Within a year of founding The Sky Guys, Mr. Sax launched Defiant Labs to develop new drones and deploy new thinking into what the devices can do and how they operate.

"We’re an ideas company. We have a huge outlook. Five years from now, we believe that drones will be in use all around the world, every single day in every industry."

From a compilation of aerial video clips recorded by The Sky Guys's drones, for commercial and industrial clients across North America.

VIDEO COURTESY OF THE SKY GUYS

“We started focusing on developing real-time analytics, data management and artificial intelligence and software for the drone industry,” Mr. Sax says.

Since pivoting, Defiant Labs and The Sky Guys have offices in Toronto, Vancouver, Houston and Washington D.C., and they do work in Saudi Arabia and the United Arab Emirates, as well as in Central and South America. Though the company’s work is increasingly in research and development, Mr. Sax thinks even R&D is too restrictive a term.

“We’re an ideas company. We have a huge outlook. Five years from now, we believe that drones will be in use all around the world, every single day in every industry,” he says.

The ability for businesses like The Sky Guys to pivot quickly and nimbly is critical in the digital age, when disruptive technologies can quickly supplant ideas that everyone thought were sure-fire bets. Remember Palm Pilots? Flip cameras? It seems like they disappeared in a nanosecond with the arrival of the smartphone.

As Richard Branson, founder of Virgin Group, has noted: “Every success story is a tale of constant adaptation, revision and change. A company that stands still will soon be forgotten.”

Mr. Branson started out in the music business before pivoting to airlines and mobile phones. Shopify started out in 2004 as an online snowboard equipment store; Groupon began as a social media platform for people to rally together to accomplish a goal, not as a bargain hunters’ site.

Pivoting requires constant work even after you take your company in a new direction, Mr. Sax says. “It’s a matter of understanding the market and applying the capital and resources to where it’s going.”

Even when it is successful, it is seldom easy, he adds. “We hit major roadblocks,” Mr. Sax says.

A flight test of an earlier drone design by The Sky Guys.

VIDEO COURTESY OF THE SKY GUYS

For example, Defiant Labs developed innovative data-gathering software for drones, only to find that it wouldn’t necessarily work on drones flying in bad weather.
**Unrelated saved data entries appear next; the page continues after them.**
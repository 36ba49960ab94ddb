// ECS systems for updating game state
// Each system runs once per frame over the entities holding its components

use bevy_ecs::prelude::*;
use glam::{Vec2, Vec3};
use log::debug;
use super::collision::SceneQuery;
use super::components::*;
use super::mesh::VisibilityMesh;
use super::sensor::{Material, RaySegment, SweepStats};

/// Set the player's velocity from movement input, relative to the camera's
/// ground axes (forward, right).
pub fn player_control_system(world: &mut World, movement: Vec2, axes: (Vec2, Vec2)) {
    let (forward, right) = axes;
    let dir = (forward * movement.y + right * movement.x).normalize_or_zero();

    let mut query = world.query::<(&Player, &mut Velocity, &mut Transform)>();
    for (player, mut velocity, mut transform) in query.iter_mut(world) {
        velocity.linear = Vec3::new(dir.x, 0.0, dir.y) * player.move_speed;
        if dir != Vec2::ZERO {
            let ahead = transform.position + velocity.linear;
            transform.face_towards(ahead);
        }
    }
}

/// Steer patrolling entities toward their current waypoint, facing the
/// direction of travel, and advance to the next waypoint once reached.
pub fn patrol_system(world: &mut World) {
    let mut query = world.query::<(&mut Patrol, &mut Velocity, &mut Transform)>();
    for (mut patrol, mut velocity, mut transform) in query.iter_mut(world) {
        let Some(mut waypoint) = patrol.target() else {
            velocity.linear = Vec3::ZERO;
            continue;
        };

        let flat = |p: Vec3| Vec3::new(p.x, 0.0, p.z);
        if flat(waypoint - transform.position).length() < patrol.tolerance {
            patrol.advance();
            waypoint = patrol.target().unwrap_or(waypoint);
        }

        let dir = flat(waypoint - transform.position).normalize_or_zero();
        velocity.linear = dir * patrol.move_speed;
        transform.face_towards(waypoint);
    }
}

/// Update entity positions based on velocity
/// Runs every frame, applies velocity * delta_time to position
pub fn movement_system(world: &mut World, delta_time: f32) {
    let mut query = world.query::<(&mut Transform, &Velocity)>();
    for (mut transform, velocity) in query.iter_mut(world) {
        transform.position += velocity.linear * delta_time;
    }
}

/// Keep moving entities inside the arena (clamped on X/Z).
pub fn bounds_system(world: &mut World, half_extent: f32) {
    let mut query = world.query_filtered::<&mut Transform, With<Velocity>>();
    for mut transform in query.iter_mut(world) {
        transform.position.x = transform.position.x.clamp(-half_extent, half_extent);
        transform.position.z = transform.position.z.clamp(-half_extent, half_extent);
    }
}

/// Step every aim sweep and re-target its sensor when the interval elapses.
pub fn aim_sweep_system(world: &mut World, delta_time: f32) {
    let mut query = world.query::<(&mut AimSweep, &mut Sentry)>();
    for (mut sweep, mut sentry) in query.iter_mut(world) {
        if sweep.targets.is_empty() {
            continue;
        }
        sweep.elapsed += delta_time;
        if sweep.elapsed >= sweep.interval {
            sweep.elapsed -= sweep.interval;
            let target = sweep.targets[sweep.index];
            sentry.sensor.set_target_rotation(target);
            sweep.index = (sweep.index + 1) % sweep.targets.len();
        }
    }
}

/// What one sentry's sensor produced this frame, ready for rendering.
pub struct SensorFrame {
    pub origin: Vec3,
    pub mesh: VisibilityMesh,
    pub material: Material,
    pub stats: SweepStats,
    pub rays: Vec<RaySegment>,
}

/// Tick every sentry's sensor against the current collider layout.
///
/// Each sentry sees a scene snapshot without its own collider, so rays
/// starting inside its body are not blocked by it.
pub fn sensor_system(world: &mut World, delta_time: f32) -> Vec<SensorFrame> {
    let sentries: Vec<Entity> = world
        .query_filtered::<Entity, With<Sentry>>()
        .iter(world)
        .collect();

    let mut frames = Vec::with_capacity(sentries.len());
    for entity in sentries {
        let scene = SceneQuery::from_world(world, Some(entity));

        let Ok((transform, mut sentry)) = world
            .query::<(&Transform, &mut Sentry)>()
            .get_mut(world, entity)
        else {
            continue;
        };
        let eye = sentry.eye_pose(transform);
        let report = sentry.sensor.update(delta_time, &eye, &scene);
        if let Some(seen) = report.detection_changed {
            debug!("sentry {entity:?} {} the player", if seen { "spotted" } else { "lost" });
        }

        frames.push(SensorFrame {
            origin: report.origin,
            material: sentry.sensor.config().materials[report.material],
            mesh: report.mesh,
            stats: report.stats,
            rays: report.rays,
        });
    }
    frames
}

#[cfg(test)]
mod tests {
    use super::*;
    use crate::engine::collision::{Collider, Tag};
    use crate::engine::aim::AimState;
    use crate::engine::sensor::{FovSensor, SensorConfig};
    use approx::assert_abs_diff_eq;
    use std::sync::atomic::{AtomicBool, Ordering};
    use std::sync::Arc;

    fn sentry(resolution: u32) -> Sentry {
        let config = SensorConfig { resolution, display_rays: false, ..SensorConfig::default() };
        Sentry { sensor: FovSensor::new(config).unwrap(), eye_height: 1.0 }
    }

    #[test]
    fn sentry_detects_player_ahead_but_not_itself() {
        let mut world = World::new();
        let seen = Arc::new(AtomicBool::new(false));

        let detected = |world: &mut World| {
            world.query::<&Sentry>().iter(world).all(|s| s.sensor.is_detected())
        };

        let mut guard = sentry(8);
        {
            let seen = seen.clone();
            guard.sensor.subscribe(move |v| seen.store(v, Ordering::SeqCst));
        }
        world.spawn((
            Transform::from_position(Vec3::ZERO),
            Collider::cuboid(Vec3::new(0.5, 1.5, 0.5), Tag::Sentry),
            guard,
        ));
        let player = world
            .spawn((
                Transform::from_position(Vec3::new(0.0, 1.0, -6.0)),
                Collider::ball(0.6, Tag::Player),
                Velocity::default(),
            ))
            .id();

        let frames = sensor_system(&mut world, 1.0 / 60.0);
        assert_eq!(frames.len(), 1);
        assert!(detected(&mut world));
        assert!(seen.load(Ordering::SeqCst));
        assert_abs_diff_eq!(frames[0].origin.y, 1.0, epsilon = 1e-6);

        // Move the player behind the sentry.
        world.get_mut::<Transform>(player).unwrap().position = Vec3::new(0.0, 1.0, 6.0);
        sensor_system(&mut world, 1.0 / 60.0);
        assert!(!detected(&mut world));
        assert!(!seen.load(Ordering::SeqCst));
    }

    #[test]
    fn patrol_moves_toward_and_cycles_waypoints() {
        let mut world = World::new();
        let e = world
            .spawn((
                Transform::from_position(Vec3::ZERO),
                Velocity::default(),
                Patrol::new(vec![Vec3::new(0.0, 0.0, -1.0), Vec3::new(4.0, 0.0, -1.0)], 2.0),
            ))
            .id();

        patrol_system(&mut world);
        movement_system(&mut world, 0.25);
        let pos = world.get::<Transform>(e).unwrap().position;
        assert_abs_diff_eq!(pos.z, -0.5, epsilon = 1e-5);

        movement_system(&mut world, 0.25);
        patrol_system(&mut world);
        assert_eq!(world.get::<Patrol>(e).unwrap().current, 1);
        let vel = world.get::<Velocity>(e).unwrap().linear;
        assert_abs_diff_eq!(vel.x, 2.0, epsilon = 1e-5);
    }

    #[test]
    fn aim_sweep_retargets_on_interval() {
        let mut world = World::new();
        let e = world.spawn((sentry(1), AimSweep::default())).id();

        // The first target is applied on the first frame.
        aim_sweep_system(&mut world, 1.0);
        let sweep = world.get::<AimSweep>(e).unwrap();
        assert_eq!(sweep.index, 1);
        assert_abs_diff_eq!(sweep.elapsed, 1.0, epsilon = 1e-6);
        // Nothing has ticked yet, so only the target differs from a fresh aim.
        let aiming_at = |degrees: Vec3| {
            let mut aim = AimState::default();
            aim.set_target_euler(degrees);
            aim
        };
        assert_eq!(*world.get::<Sentry>(e).unwrap().sensor.aim(), aiming_at(Vec3::new(0.0, 30.0, 0.0)));

        aim_sweep_system(&mut world, 0.5);
        assert_eq!(world.get::<AimSweep>(e).unwrap().index, 1);

        aim_sweep_system(&mut world, 0.5);
        assert_eq!(world.get::<AimSweep>(e).unwrap().index, 2);
        assert_eq!(*world.get::<Sentry>(e).unwrap().sensor.aim(), aiming_at(Vec3::new(0.0, -30.0, 0.0)));
        assert!(world.get::<Sentry>(e).unwrap().sensor.aim().remaining_angle() > 0.5);
    }

    #[test]
    fn bounds_clamp_moving_entities_only() {
        let mut world = World::new();
        let mover = world.spawn((Transform::from_position(Vec3::new(30.0, 0.0, -30.0)), Velocity::default())).id();
        let wall = world.spawn(Transform::from_position(Vec3::new(30.0, 0.0, 0.0))).id();
        bounds_system(&mut world, 20.0);
        assert_eq!(world.get::<Transform>(mover).unwrap().position, Vec3::new(20.0, 0.0, -20.0));
        assert_eq!(world.get::<Transform>(wall).unwrap().position.x, 30.0);
    }

    #[test]
    fn player_moves_relative_to_camera() {
        let mut world = World::new();
        let e = world
            .spawn((Transform::default(), Velocity::default(), Player { move_speed: 5.0 }))
            .id();
        let axes = (Vec2::new(0.0, -1.0), Vec2::new(1.0, 0.0));
        player_control_system(&mut world, Vec2::new(0.0, 1.0), axes);
        let vel = world.get::<Velocity>(e).unwrap().linear;
        assert_abs_diff_eq!(vel.z, -5.0, epsilon = 1e-5);
    }
}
“So then we made another major pivot, to develop our own drones. We raised more money and pivoted to develop drone hardware as well as software. Now we focus on commercializing these.”
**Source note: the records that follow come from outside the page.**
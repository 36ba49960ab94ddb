// Scene ray queries for sensors.
//
// The sensor only sees the `RayCast` trait. `SceneQuery` is the in-engine
// implementation: a per-tick snapshot of every `Collider` in the ECS world,
// tested analytically (slab test for cuboids, quadratic for balls).
// Tests and headless callers can pass any closure with the same signature.

use bevy_ecs::prelude::*;
use glam::Vec3;
use serde::Deserialize;
use thiserror::Error;

use super::components::Transform;

// ============================================================================
// LAYERS AND TAGS
// ============================================================================

/// Bit set of collision layers. A ray only sees colliders whose layers
/// intersect the ray's mask.
#[derive(Debug, Clone, Copy, PartialEq, Eq, Hash, Deserialize)]
#[serde(transparent)]
pub struct LayerMask(pub u32);

impl LayerMask {
    /// Layer 1, the layer everything lives on unless told otherwise.
    pub const DEFAULT: LayerMask = LayerMask(1);

    pub fn intersects(self, other: LayerMask) -> bool {
        self.0 & other.0 != 0
    }
}

impl Default for LayerMask {
    fn default() -> Self { Self::DEFAULT }
}

/// Gameplay tag attached to a collider. Sensors react to `Player`.
#[derive(Debug, Clone, Copy, PartialEq, Eq, Hash, Default)]
pub enum Tag {
    #[default]
    Untagged,
    Player,
    Sentry,
    Obstacle,
}

// ============================================================================
// QUERY INTERFACE
// ============================================================================

#[derive(Debug, Clone, Copy, PartialEq)]
pub struct RayHit {
    /// Distance from the ray origin to the hit point, in world units.
    pub distance: f32,
    pub tag: Tag,
}

#[derive(Debug, Clone, Copy, PartialEq, Eq, Error)]
pub enum QueryError {
    #[error("collision scene is not ready")]
    NotReady,
    #[error("ray direction is zero or not finite")]
    InvalidDirection,
}

/// Nearest-hit ray query against a collision scene.
///
/// `direction` need not be normalized; `max_range` is measured in world
/// units along the normalized direction.
pub trait RayCast {
    fn cast_ray(
        &self,
        origin: Vec3,
        direction: Vec3,
        max_range: f32,
        mask: LayerMask,
    ) -> Result<Option<RayHit>, QueryError>;
}

impl<F> RayCast for F
where
    F: Fn(Vec3, Vec3, f32, LayerMask) -> Result<Option<RayHit>, QueryError>,
{
    fn cast_ray(
        &self,
        origin: Vec3,
        direction: Vec3,
        max_range: f32,
        mask: LayerMask,
    ) -> Result<Option<RayHit>, QueryError> {
        self(origin, direction, max_range, mask)
    }
}

// ============================================================================
// SHAPES
// ============================================================================

#[derive(Debug, Clone, Copy, PartialEq)]
pub enum Shape {
    /// Axis-aligned box centred on the entity position.
    Cuboid { half_extents: Vec3 },
    Ball { radius: f32 },
}

impl Shape {
    /// Distance along unit `dir` to the first intersection, if any.
    /// An origin inside the shape intersects at distance 0.
    pub fn ray_distance(&self, center: Vec3, origin: Vec3, dir: Vec3) -> Option<f32> {
        match *self {
            Shape::Cuboid { half_extents } => {
                let min = center - half_extents;
                let max = center + half_extents;
                let mut t_near = f32::NEG_INFINITY;
                let mut t_far = f32::INFINITY;

                for axis in 0..3 {
                    let (o, d) = (origin[axis], dir[axis]);
                    if d.abs() < f32::EPSILON {
                        // Parallel to this slab: must already be between the planes.
                        if o < min[axis] || o > max[axis] {
                            return None;
                        }
                        continue;
                    }
                    let t1 = (min[axis] - o) / d;
                    let t2 = (max[axis] - o) / d;
                    t_near = t_near.max(t1.min(t2));
                    t_far = t_far.min(t1.max(t2));
                }

                if t_near > t_far || t_far < 0.0 {
                    return None;
                }
                Some(t_near.max(0.0))
            }
            Shape::Ball { radius } => {
                let oc = origin - center;
                let c = oc.length_squared() - radius * radius;
                if c <= 0.0 {
                    return Some(0.0);
                }
                let b = oc.dot(dir);
                let disc = b * b - c;
                if disc < 0.0 {
                    return None;
                }
                // Outside the ball both roots share a sign; negative means behind.
                let t = -b - disc.sqrt();
                (t >= 0.0).then_some(t)
            }
        }
    }
}

/// Collision volume attached to an entity, positioned by its `Transform`.
#[derive(Component, Debug, Clone, Copy)]
pub struct Collider {
    pub shape: Shape,
    pub layers: LayerMask,
    pub tag: Tag,
}

impl Collider {
    pub fn cuboid(half_extents: Vec3, tag: Tag) -> Self {
        Self { shape: Shape::Cuboid { half_extents }, layers: LayerMask::DEFAULT, tag }
    }

    pub fn ball(radius: f32, tag: Tag) -> Self {
        Self { shape: Shape::Ball { radius }, layers: LayerMask::DEFAULT, tag }
    }
}

// ============================================================================
// SCENE SNAPSHOT
// ============================================================================

struct SceneEntry {
    position: Vec3,
    collider: Collider,
}

/// Collider snapshot used to answer one tick's worth of ray queries.
///
/// `SceneQuery::default()` is an empty, not-yet-built scene: every query on
/// it fails with `QueryError::NotReady`.
#[derive(Default)]
pub struct SceneQuery {
    entries: Option<Vec<SceneEntry>>,
}

impl SceneQuery {
    /// Snapshot all colliders in `world`, skipping `exclude` (typically the
    /// entity carrying the sensor, so its rays never hit its own body).
    pub fn from_world(world: &mut World, exclude: Option<Entity>) -> Self {
        let mut query = world.query::<(Entity, &Transform, &Collider)>();
        let entries = query
            .iter(world)
            .filter(|(entity, _, _)| Some(*entity) != exclude)
            .map(|(_, transform, collider)| SceneEntry {
                position: transform.position,
                collider: *collider,
            })
            .collect();
        Self { entries: Some(entries) }
    }

    /// Build directly from positioned colliders.
    pub fn from_colliders(colliders: impl IntoIterator<Item = (Vec3, Collider)>) -> Self {
        let entries = colliders
            .into_iter()
            .map(|(position, collider)| SceneEntry { position, collider })
            .collect();
        Self { entries: Some(entries) }
    }
}

impl RayCast for SceneQuery {
    fn cast_ray(
        &self,
        origin: Vec3,
        direction: Vec3,
        max_range: f32,
        mask: LayerMask,
    ) -> Result<Option<RayHit>, QueryError> {
        let entries = self.entries.as_ref().ok_or(QueryError::NotReady)?;
        let dir = direction.try_normalize().ok_or(QueryError::InvalidDirection)?;

        let nearest = entries
            .iter()
            .filter(|e| e.collider.layers.intersects(mask))
            .filter_map(|e| {
                let distance = e.collider.shape.ray_distance(e.position, origin, dir)?;
                (distance <= max_range).then_some(RayHit { distance, tag: e.collider.tag })
            })
            .min_by(|a, b| a.distance.total_cmp(&b.distance));

        Ok(nearest)
    }
}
The innovations Mr. Sax’s companies have come up with include drones that can be used to de-ice aircraft and drones that can be sent to farmers’ fields to pollinate crops.

Drone-related businesses are developing so fast and changing so often that some entrepreneurs who enter the field find they have had to pivot even before getting started.
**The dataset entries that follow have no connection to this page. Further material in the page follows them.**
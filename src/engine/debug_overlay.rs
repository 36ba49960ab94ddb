use egui::epaint::Shadow;

pub struct DebugStats {
    pub fps: u32,
    pub frame_time_avg_ms: f32,
    pub frame_time_min_ms: f32,
    pub frame_time_max_ms: f32,
    pub entity_count: usize,
    pub resolution: (u32, u32),
    pub camera_distance: f32,
    /// Sentries ticked this frame.
    pub sensors: usize,
    /// Grid resolution `n` of the first sensor.
    pub grid_resolution: u32,
    /// Degrees the first sensor still has to turn toward its aim target.
    pub aim_remaining_deg: f32,
    pub rays: usize,
    pub hits: usize,
    pub failed_queries: usize,
    pub triangles: usize,
    /// Time spent building visibility meshes this frame (ms).
    pub sensor_ms: f32,
}

/// One debug ray, already projected to egui screen points.
pub struct RayDraw {
    pub from: egui::Pos2,
    pub to: egui::Pos2,
}

pub struct DebugOverlay {
    pub visible: bool,
    egui_ctx: egui::Context,
    egui_state: egui_winit::State,
    egui_renderer: egui_wgpu::Renderer,
}

impl DebugOverlay {
    pub fn new(
        window: &winit::window::Window,
        device: &wgpu::Device,
        surface_format: wgpu::TextureFormat,
    ) -> Self {
        let egui_ctx = egui::Context::default();

        // Style: dark, semi-transparent, small monospace white font
        let mut visuals = egui::Visuals::dark();
        visuals.window_fill = egui::Color32::from_rgba_premultiplied(0, 0, 0, 180);
        visuals.window_stroke = egui::Stroke::NONE;
        visuals.window_shadow = Shadow::NONE;
        visuals.override_text_color = Some(egui::Color32::WHITE);
        egui_ctx.set_visuals(visuals);

        let mut style = (*egui_ctx.style()).clone();
        style.override_font_id = Some(egui::FontId::monospace(13.0));
        egui_ctx.set_style(style);

        let egui_state = egui_winit::State::new(
            egui_ctx.clone(),
            egui::ViewportId::ROOT,
            window,
            Some(window.scale_factor() as f32),
            None,
            None,
        );

        let egui_renderer = egui_wgpu::Renderer::new(
            device,
            surface_format,
            None,  // no depth
            1,     // msaa samples
            false, // no dithering
        );

        Self {
            visible: false,
            egui_ctx,
            egui_state,
            egui_renderer,
        }
    }

    pub fn toggle(&mut self) {
        self.visible = !self.visible;
    }

    pub fn handle_window_event(
        &mut self,
        window: &winit::window::Window,
        event: &winit::event::WindowEvent,
    ) -> egui_winit::EventResponse {
        self.egui_state.on_window_event(window, event)
    }

    /// Points per physical pixel, for projecting world points to egui space.
    pub fn pixels_per_point(&self) -> f32 {
        self.egui_ctx.pixels_per_point()
    }

    /// Render one egui frame:
    ///
    /// - `rays`      : per-ray debug lines (`None` = hidden).
    /// - `discovered`: "Discovered" / "Hidden" banner, always shown.
    /// - `stats`     : F3 stats panel (`None` = hidden).
    pub fn render(
        &mut self,
        device: &wgpu::Device,
        queue: &wgpu::Queue,
        encoder: &mut wgpu::CommandEncoder,
        window: &winit::window::Window,
        view: &wgpu::TextureView,
        screen_descriptor: &egui_wgpu::ScreenDescriptor,
        discovered: bool,
        stats: Option<&DebugStats>,
        rays: Option<&[RayDraw]>,
    ) {
        let raw_input = self.egui_state.take_egui_input(window);

        let full_output = self.egui_ctx.run(raw_input, |ctx| {
            // ── debug rays on a background layer ─────────────────────────────
            if let Some(rays) = rays {
                if !rays.is_empty() {
                    let painter = ctx.layer_painter(egui::LayerId::new(
                        egui::Order::Background,
                        egui::Id::new("sensor_rays"),
                    ));
                    let ray_stroke = egui::Stroke::new(
                        1.0,
                        egui::Color32::from_rgba_unmultiplied(255, 255, 160, 60),
                    );
                    for ray in rays {
                        painter.line_segment([ray.from, ray.to], ray_stroke);
                    }
                }
            }

            // ── detection status (top centre) ───────────────────────────────
            let (text, color) = if discovered {
                ("Discovered", egui::Color32::from_rgb(255, 90, 70))
            } else {
                ("Hidden", egui::Color32::from_rgb(120, 230, 140))
            };
            egui::Area::new(egui::Id::new("detection_status"))
                .anchor(egui::Align2::CENTER_TOP, egui::vec2(0.0, 12.0))
                .show(ctx, |ui| {
                    egui::Frame::none()
                        .fill(egui::Color32::from_rgba_premultiplied(0, 0, 0, 180))
                        .inner_margin(egui::Margin::same(8.0))
                        .rounding(4.0)
                        .show(ui, |ui: &mut egui::Ui| {
                            ui.label(egui::RichText::new(text).color(color).size(22.0));
                        });
                });

            // ── F3: stats panel ──────────────────────────────────────────────
            if let Some(stats) = stats {
                egui::Area::new(egui::Id::new("debug_overlay"))
                    .fixed_pos(egui::pos2(10.0, 10.0))
                    .show(ctx, |ui| {
                        egui::Frame::none()
                            .fill(egui::Color32::from_rgba_premultiplied(0, 0, 0, 180))
                            .inner_margin(egui::Margin::same(8.0))
                            .rounding(4.0)
                            .show(ui, |ui: &mut egui::Ui| {
                                ui.label(format!("FPS: {}", stats.fps));
                                ui.label(format!(
                                    "Frame: {:.2} ms (min: {:.1} | max: {:.1})",
                                    stats.frame_time_avg_ms,
                                    stats.frame_time_min_ms,
                                    stats.frame_time_max_ms
                                ));
                                ui.label(format!("Entities: {}", stats.entity_count));
                                ui.label(format!(
                                    "Resolution: {} x {}",
                                    stats.resolution.0, stats.resolution.1
                                ));
                                ui.label(format!("Camera dist: {:.1}", stats.camera_distance));
                                let side = stats.grid_resolution + 1;
                                ui.label(format!("Sensors: {}  grid: {side}x{side}", stats.sensors));
                                ui.label(format!("Aim: {:.1} deg to target", stats.aim_remaining_deg));
                                ui.label(format!(
                                    "Rays: {}  hits: {}  failed: {}",
                                    stats.rays, stats.hits, stats.failed_queries,
                                ));
                                ui.label(format!(
                                    "Triangles: {}  sweep: {:.2} ms",
                                    stats.triangles, stats.sensor_ms,
                                ));
                            });
                    });
            }
        });

        self.egui_state
            .handle_platform_output(window, full_output.platform_output);

        let tris = self
            .egui_ctx
            .tessellate(full_output.shapes, full_output.pixels_per_point);

        for (id, image_delta) in &full_output.textures_delta.set {
            self.egui_renderer
                .update_texture(device, queue, *id, image_delta);
        }

        self.egui_renderer
            .update_buffers(device, queue, encoder, &tris, screen_descriptor);

        {
            let render_pass = encoder.begin_render_pass(&wgpu::RenderPassDescriptor {
                label: Some("egui Render Pass"),
                color_attachments: &[Some(wgpu::RenderPassColorAttachment {
                    view,
                    resolve_target: None,
                    ops: wgpu::Operations {
                        load: wgpu::LoadOp::Load,
                        store: wgpu::StoreOp::Store,
                    },
                })],
                depth_stencil_attachment: None,
                occlusion_query_set: None,
                timestamp_writes: None,
            });

            self.egui_renderer
                .render(&mut render_pass.forget_lifetime(), &tris, screen_descriptor);
        }

        for id in &full_output.textures_delta.free {
            self.egui_renderer.free_texture(id);
        }
    }
}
“I was a junior pilot, flying helicopters for a TV station,” says Sean Greenwood, president of Canadian UAVs in Calgary. Today he owns and operates five drones, which monitor and visually inspect oil pipelines and other energy infrastructure facilities.

Though he loves flying, Mr. Greenwood says he saw more of a future in remote-controlled piloting than being in the cockpit. He is now doubling the size of his 10-person company.

“My focus changed to drones because of changes in regulations [which increasingly require some expertise to operate unmanned vehicles],” Mr. Greenwood says.

“I also changed focus because of the speed at which the technology was evolving and my understanding that if I didn’t get ahead of the industry, I would be rolled over by it,” Mr. Greenwood says.

While a pivot can be challenging, it is also worthwhile, and not just for the money, Mr. Sax says.

“I love the fact that we’re doing things that have never been done before,” he says.